__Task__. Each record must appear in the answer exactly as it does in the data.

__Source material__.
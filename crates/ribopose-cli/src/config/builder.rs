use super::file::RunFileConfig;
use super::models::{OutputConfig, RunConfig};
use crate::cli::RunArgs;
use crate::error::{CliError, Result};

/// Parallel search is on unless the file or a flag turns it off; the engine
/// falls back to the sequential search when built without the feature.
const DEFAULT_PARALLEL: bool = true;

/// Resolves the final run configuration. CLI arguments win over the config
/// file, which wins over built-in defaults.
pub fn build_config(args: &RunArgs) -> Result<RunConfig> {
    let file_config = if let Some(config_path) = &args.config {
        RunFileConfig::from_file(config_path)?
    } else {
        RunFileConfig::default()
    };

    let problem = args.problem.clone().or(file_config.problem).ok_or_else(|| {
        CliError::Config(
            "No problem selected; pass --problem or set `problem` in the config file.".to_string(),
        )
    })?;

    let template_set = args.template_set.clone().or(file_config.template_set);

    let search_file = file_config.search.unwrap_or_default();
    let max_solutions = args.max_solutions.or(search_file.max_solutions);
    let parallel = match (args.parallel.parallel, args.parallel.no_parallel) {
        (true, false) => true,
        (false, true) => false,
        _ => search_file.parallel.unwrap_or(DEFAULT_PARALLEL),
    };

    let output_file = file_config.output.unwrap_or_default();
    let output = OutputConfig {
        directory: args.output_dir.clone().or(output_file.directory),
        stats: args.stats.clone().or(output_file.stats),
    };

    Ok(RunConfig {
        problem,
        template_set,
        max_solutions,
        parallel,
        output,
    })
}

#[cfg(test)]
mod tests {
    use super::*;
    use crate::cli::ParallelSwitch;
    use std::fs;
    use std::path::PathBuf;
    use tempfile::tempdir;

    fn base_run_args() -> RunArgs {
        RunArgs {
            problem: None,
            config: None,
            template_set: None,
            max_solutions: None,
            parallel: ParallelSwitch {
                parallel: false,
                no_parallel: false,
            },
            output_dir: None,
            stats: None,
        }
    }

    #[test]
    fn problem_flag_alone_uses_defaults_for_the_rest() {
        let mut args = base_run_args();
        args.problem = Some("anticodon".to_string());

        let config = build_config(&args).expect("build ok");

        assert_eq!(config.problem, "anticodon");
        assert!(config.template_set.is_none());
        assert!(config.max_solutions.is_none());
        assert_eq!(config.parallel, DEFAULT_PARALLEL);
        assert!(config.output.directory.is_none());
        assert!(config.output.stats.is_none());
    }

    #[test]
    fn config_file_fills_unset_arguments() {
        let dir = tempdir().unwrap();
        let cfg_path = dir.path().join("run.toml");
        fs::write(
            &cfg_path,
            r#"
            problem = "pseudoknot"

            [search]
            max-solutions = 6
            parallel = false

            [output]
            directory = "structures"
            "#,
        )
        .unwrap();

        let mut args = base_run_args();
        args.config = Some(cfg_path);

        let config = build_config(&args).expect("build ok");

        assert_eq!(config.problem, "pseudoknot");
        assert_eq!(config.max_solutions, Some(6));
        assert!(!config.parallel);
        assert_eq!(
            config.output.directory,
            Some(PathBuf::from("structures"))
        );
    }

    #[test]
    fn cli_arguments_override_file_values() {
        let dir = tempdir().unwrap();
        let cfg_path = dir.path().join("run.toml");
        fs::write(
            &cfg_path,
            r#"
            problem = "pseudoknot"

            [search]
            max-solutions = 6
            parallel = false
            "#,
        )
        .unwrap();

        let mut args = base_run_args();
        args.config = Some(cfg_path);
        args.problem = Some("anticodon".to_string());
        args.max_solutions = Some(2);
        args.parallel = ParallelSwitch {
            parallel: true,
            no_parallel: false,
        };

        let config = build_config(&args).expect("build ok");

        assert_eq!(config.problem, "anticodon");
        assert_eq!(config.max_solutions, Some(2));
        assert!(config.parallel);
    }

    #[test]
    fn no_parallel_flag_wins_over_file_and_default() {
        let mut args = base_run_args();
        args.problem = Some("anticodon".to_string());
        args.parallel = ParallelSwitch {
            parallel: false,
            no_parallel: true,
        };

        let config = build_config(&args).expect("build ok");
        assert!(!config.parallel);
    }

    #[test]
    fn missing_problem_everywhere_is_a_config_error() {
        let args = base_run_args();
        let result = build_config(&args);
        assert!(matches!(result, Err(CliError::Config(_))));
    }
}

__Your solution__.
filename crates/ribopose-cli/src/config/builder.rs
use super::file::RunFileConfig;
use super::models::{OutputConfig, RunConfig};
use crate::cli::RunArgs;
use crate::error::{CliError, Result};

/// Parallel search is on unless the file or a flag turns it off; the engine
/// falls back to the sequential search when built without the feature.
const DEFAULT_PARALLEL: bool = true;

/// Resolves the final run configuration. CLI arguments win over the config
/// file, which wins over built-in defaults.
pub fn build_config(args: &RunArgs) -> Result<RunConfig> {
    let file_config = if let Some(config_path) = &args.config {
        RunFileConfig::from_file(config_path)?
    } else {
        RunFileConfig::default()
    };

    let problem = args.problem.clone().or(file_config.problem).ok_or_else(|| {
        CliError::Config(
            "No problem selected; pass --problem or set `problem` in the config file.".to_string(),
        )
    })?;

    let template_set = args.template_set.clone().or(file_config.template_set);

    let search_file = file_config.search.unwrap_or_default();
    let max_solutions = args.max_solutions.or(search_file.max_solutions);
    let parallel = match (args.parallel.parallel, args.parallel.no_parallel) {
        (true, false) => true,
        (false, true) => false,
        _ => search_file.parallel.unwrap_or(DEFAULT_PARALLEL),
    };

    let output_file = file_config.output.unwrap_or_default();
    let output = OutputConfig {
        directory: args.output_dir.clone().or(output_file.directory),
        stats: args.stats.clone().or(output_file.stats),
    };

    Ok(RunConfig {
        problem,
        template_set,
        max_solutions,
        parallel,
        output,
    })
}

#[cfg(test)]
mod tests {
    use super::*;
    use crate::cli::ParallelSwitch;
    use std::fs;
    use std::path::PathBuf;
    use tempfile::tempdir;

    fn base_run_args() -> RunArgs {
        RunArgs {
            problem: None,
            config: None,
            template_set: None,
            max_solutions: None,
            parallel: ParallelSwitch {
                parallel: false,
                no_parallel: false,
            },
            output_dir: None,
            stats: None,
        }
    }

    #[test]
    fn problem_flag_alone_uses_defaults_for_the_rest() {
        let mut args = base_run_args();
        args.problem = Some("anticodon".to_string());

        let config = build_config(&args).expect("build ok");

        assert_eq!(config.problem, "anticodon");
        assert!(config.template_set.is_none());
        assert!(config.max_solutions.is_none());
        assert_eq!(config.parallel, DEFAULT_PARALLEL);
        assert!(config.output.directory.is_none());
        assert!(config.output.stats.is_none());
    }

    #[test]
    fn config_file_fills_unset_arguments() {
        let dir = tempdir().unwrap();
        let cfg_path = dir.path().join("run.toml");
        fs::write(
            &cfg_path,
            r#"
            problem = "pseudoknot"

            [search]
            max-solutions = 6
            parallel = false

            [output]
            directory = "structures"
            "#,
        )
        .unwrap();

        let mut args = base_run_args();
        args.config = Some(cfg_path);

        let config = build_config(&args).expect("build ok");

        assert_eq!(config.problem, "pseudoknot");
        assert_eq!(config.max_solutions, Some(6));
        assert!(!config.parallel);
        assert_eq!(
            config.output.directory,
            Some(PathBuf::from("structures"))
        );
    }

    #[test]
    fn cli_arguments_override_file_values() {
        let dir = tempdir().unwrap();
        let cfg_path = dir.path().join("run.toml");
        fs::write(
            &cfg_path,
            r#"
            problem = "pseudoknot"

            [search]
            max-solutions = 6
            parallel = false
            "#,
        )
        .unwrap();

        let mut args = base_run_args();
        args.config = Some(cfg_path);
        args.problem = Some("anticodon".to_string());
        args.max_solutions = Some(2);
        args.parallel = ParallelSwitch {
            parallel: true,
            no_parallel: false,
        };

        let config = build_config(&args).expect("build ok");

        assert_eq!(config.problem, "anticodon");
        assert_eq!(config.max_solutions, Some(2));
        assert!(config.parallel);
    }

    #[test]
    fn no_parallel_flag_wins_over_file_and_default() {
        let mut args = base_run_args();
        args.problem = Some("anticodon".to_string());
        args.parallel = ParallelSwitch {
            parallel: false,
            no_parallel: true,
        };

        let config = build_config(&args).expect("build ok");
        assert!(!config.parallel);
    }

    #[test]
    fn missing_problem_everywhere_is_a_config_error() {
        let args = base_run_args();
        let result = build_config(&args);
        assert!(matches!(result, Err(CliError::Config(_))));
    }
}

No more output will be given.